A wave of guilt, even anger, burns through Lewis from his head to the toes of his well-worn Pumas. "We hated each other when he left. He didn't even tell me. I didn't even know where he moved to for _two years._ "

A silence, somehow incredulous, fills the phone line.

"Lew. He walked your dog and put himself down as a fake reference on your resumé. He dragged you to the clinic when your first tattoo got infected from that shitty ink shop, when _all the rest of us_ said you would be fine. He got bullied all through school—"

"God, I forgot that—"

"—and still got in fights for _you,_ and he would get absolutely flattened, and little, baby Valtteri would have to drag him home to Keke to get ice and band-aids."

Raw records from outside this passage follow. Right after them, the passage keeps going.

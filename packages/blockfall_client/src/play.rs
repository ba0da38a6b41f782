use std::time::Duration;

use blockfall_core::{BoardShape, DEFAULT_HEIGHT, DEFAULT_WIDTH, Game};
use tokio::time::{Instant, MissedTickBehavior};
use tokio_util::sync::CancellationToken;
use tracing::{info, warn};

use crate::autoplay::AutoPlayer;
use crate::controller::{ClientSessionController, SessionIntent};
use crate::error::ClientError;
use crate::link::{LinkEvent, RelayLink};

#[derive(Debug, Clone)]
pub struct PlayOptions {
    /// `None` plays offline without trying the relay.
    pub relay_url: Option<String>,
    pub intent: SessionIntent,
    pub connect_timeout: Duration,
    pub seed: Option<u64>,
    pub tick: Duration,
    pub report_every: Duration,
    /// Stop after this long; `None` runs until cancelled.
    pub duration: Option<Duration>,
}

/// Where things stood when play stopped.
#[derive(Debug, Clone)]
pub struct PlaySummary {
    pub score: u64,
    pub session_id: Option<String>,
    pub peers: Vec<(String, Option<u64>)>,
    /// Simulation ticks the local game ran.
    pub ticks: u64,
    /// Change events the local game emitted.
    pub events: u64,
}

/// Plays until `cancel` fires or `duration` elapses. The local game runs
/// whether or not the relay is reachable.
pub async fn run(opts: PlayOptions, cancel: CancellationToken) -> PlaySummary {
    let (mut game, mut events) = match opts.seed {
        Some(seed) => Game::with_seed(DEFAULT_WIDTH, DEFAULT_HEIGHT, seed),
        None => Game::new(DEFAULT_WIDTH, DEFAULT_HEIGHT),
    };
    let mut autoplayer = AutoPlayer::new(opts.seed);
    let mut controller = ClientSessionController::new(BoardShape::default());

    let mut link = match &opts.relay_url {
        Some(url) => match RelayLink::connect(url, opts.connect_timeout, &cancel).await {
            Ok(link) => {
                let hello = controller.begin(opts.intent.clone(), &game);
                match link.send(hello).await {
                    Ok(()) => Some(link),
                    Err(e) => {
                        warn!("Relay link failed, playing offline: {}", e);
                        None
                    }
                }
            }
            Err(ClientError::Cancelled) => None,
            Err(e) => {
                warn!(url = %url, "Relay unreachable, playing offline: {}", e);
                None
            }
        },
        None => None,
    };

    let deadline = opts.duration.map(|d| Instant::now() + d);
    let stop = async {
        match deadline {
            Some(at) => tokio::time::sleep_until(at).await,
            None => std::future::pending::<()>().await,
        }
    };
    tokio::pin!(stop);

    let mut tick = tokio::time::interval(opts.tick);
    tick.set_missed_tick_behavior(MissedTickBehavior::Delay);
    let mut report = tokio::time::interval(opts.report_every);
    let mut last = Instant::now();
    let mut ticks = 0u64;
    let mut event_count = 0u64;

    loop {
        tokio::select! {
            biased;
            _ = cancel.cancelled() => break,
            _ = &mut stop => break,
            event = next_link_event(&mut link) => match event {
                Some(LinkEvent::Envelope(envelope)) => {
                    controller.on_server_envelope(envelope);
                    // join-failed: keep playing without the relay.
                    if !controller.is_online() {
                        link = None;
                    }
                }
                Some(LinkEvent::Closed) | None => {
                    controller.on_disconnected();
                    link = None;
                }
            },
            now = tick.tick() => {
                let elapsed = now.duration_since(last).as_millis() as u64;
                last = now;
                autoplayer.step(&mut game);
                game.update(elapsed);
                ticks += 1;

                while let Ok(event) = events.try_recv() {
                    event_count += 1;
                    let Some(msg) = controller.on_game_event(event, &game) else {
                        continue;
                    };
                    let Some(active) = &link else {
                        continue;
                    };
                    if active.send(msg).await.is_err() {
                        controller.on_disconnected();
                        link = None;
                    }
                }
            },
            _ = report.tick() => {
                info!(
                    score = game.player().score,
                    session = controller.session_id().unwrap_or("-"),
                    peers = controller.peers().count(),
                    "Status"
                );
                for peer in controller.peers() {
                    info!(peer = %peer.id(), score = ?peer.score(), "Peer");
                }
            },
        }
    }

    PlaySummary {
        score: game.player().score,
        session_id: controller.session_id().map(str::to_owned),
        peers: controller
            .peers()
            .map(|p| (p.id().to_string(), p.score()))
            .collect(),
        ticks,
        events: event_count,
    }
}

async fn next_link_event(link: &mut Option<RelayLink>) -> Option<LinkEvent> {
    match link {
        Some(link) => link.recv().await,
        None => std::future::pending().await,
    }
}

Lewis barks out a laugh. "You? You must have been in kindergarten, man."

"I was." Valtteri decides his speech is over. 

"Alright, I miss him." Lewis knows how to say that.

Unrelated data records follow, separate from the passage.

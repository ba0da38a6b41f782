//! Relay counters for the health and metrics endpoints.

use serde::{Deserialize, Serialize};
use std::sync::atomic::{AtomicU64, Ordering};
use std::time::Instant;

/// Relay-wide metrics. Gauges are written only by the relay task; counters
/// may be bumped from socket tasks too.
#[derive(Debug, Default)]
pub struct RelayMetrics {
    // Connection metrics
    /// Currently registered connections
    pub active_connections: AtomicU64,
    /// Total connections since start
    pub total_connections: AtomicU64,

    // Session metrics
    /// Sessions currently in the registry
    pub active_sessions: AtomicU64,
    /// Total sessions created since start
    pub sessions_created: AtomicU64,
    pub failed_joins: AtomicU64,

    // Envelope metrics
    /// Text frames handed to the relay
    pub envelopes_received: AtomicU64,
    /// Envelopes queued to a recipient
    pub envelopes_sent: AtomicU64,
    /// Envelopes dropped: full/closed queue, oversize frame, or wrong state
    pub envelopes_dropped: AtomicU64,
    /// Frames that failed to parse
    pub malformed_envelopes: AtomicU64,

    start_time: Option<Instant>,
}

impl RelayMetrics {
    pub fn new() -> Self {
        Self {
            start_time: Some(Instant::now()),
            ..Default::default()
        }
    }

    pub fn connection_opened(&self) {
        self.active_connections.fetch_add(1, Ordering::Relaxed);
        self.total_connections.fetch_add(1, Ordering::Relaxed);
    }

    pub fn connection_closed(&self) {
        self.active_connections.fetch_sub(1, Ordering::Relaxed);
    }

    pub fn session_created(&self) {
        self.active_sessions.fetch_add(1, Ordering::Relaxed);
        self.sessions_created.fetch_add(1, Ordering::Relaxed);
    }

    pub fn session_destroyed(&self) {
        self.active_sessions.fetch_sub(1, Ordering::Relaxed);
    }

    pub fn join_failed(&self) {
        self.failed_joins.fetch_add(1, Ordering::Relaxed);
    }

    pub fn envelope_received(&self) {
        self.envelopes_received.fetch_add(1, Ordering::Relaxed);
    }

    pub fn envelopes_sent(&self, count: u64) {
        self.envelopes_sent.fetch_add(count, Ordering::Relaxed);
    }

    pub fn envelope_dropped(&self) {
        self.envelopes_dropped.fetch_add(1, Ordering::Relaxed);
    }

    pub fn envelope_malformed(&self) {
        self.malformed_envelopes.fetch_add(1, Ordering::Relaxed);
    }

    pub fn uptime_secs(&self) -> u64 {
        self.start_time.map(|t| t.elapsed().as_secs()).unwrap_or(0)
    }

    pub fn snapshot(&self) -> MetricsSnapshot {
        MetricsSnapshot {
            uptime_secs: self.uptime_secs(),
            connections: ConnectionMetrics {
                active: self.active_connections.load(Ordering::Relaxed),
                total: self.total_connections.load(Ordering::Relaxed),
            },
            sessions: SessionMetrics {
                active: self.active_sessions.load(Ordering::Relaxed),
                created: self.sessions_created.load(Ordering::Relaxed),
                failed_joins: self.failed_joins.load(Ordering::Relaxed),
            },
            envelopes: EnvelopeMetrics {
                received: self.envelopes_received.load(Ordering::Relaxed),
                sent: self.envelopes_sent.load(Ordering::Relaxed),
                dropped: self.envelopes_dropped.load(Ordering::Relaxed),
                malformed: self.malformed_envelopes.load(Ordering::Relaxed),
            },
        }
    }
}

#[derive(Debug, Clone, Serialize, Deserialize)]
pub struct MetricsSnapshot {
    pub uptime_secs: u64,
    pub connections: ConnectionMetrics,
    pub sessions: SessionMetrics,
    pub envelopes: EnvelopeMetrics,
}

#[derive(Debug, Clone, Serialize, Deserialize)]
pub struct ConnectionMetrics {
    pub active: u64,
    pub total: u64,
}

#[derive(Debug, Clone, Serialize, Deserialize)]
pub struct SessionMetrics {
    pub active: u64,
    pub created: u64,
    pub failed_joins: u64,
}

#[derive(Debug, Clone, Serialize, Deserialize)]
pub struct EnvelopeMetrics {
    pub received: u64,
    pub sent: u64,
    pub dropped: u64,
    pub malformed: u64,
}

/// Body of `GET /health`.
#[derive(Debug, Clone, Serialize, Deserialize)]
pub struct HealthStatus {
    pub status: String,
    pub connections: u64,
    pub sessions: u64,
    pub uptime_secs: u64,
}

He doesn't know how to say what went wrong. He has no words to catalogue the slide from childhood friendship to adolescent camaraderie which was so wrapped in mutual teenage infatuation, no explanation for the creeping rivalry that turned the ugly corner into paranoia, love and obsession and fear so tightly bound to each other. 

They lived hand in hand—when did that become a gesture of control rather than affection?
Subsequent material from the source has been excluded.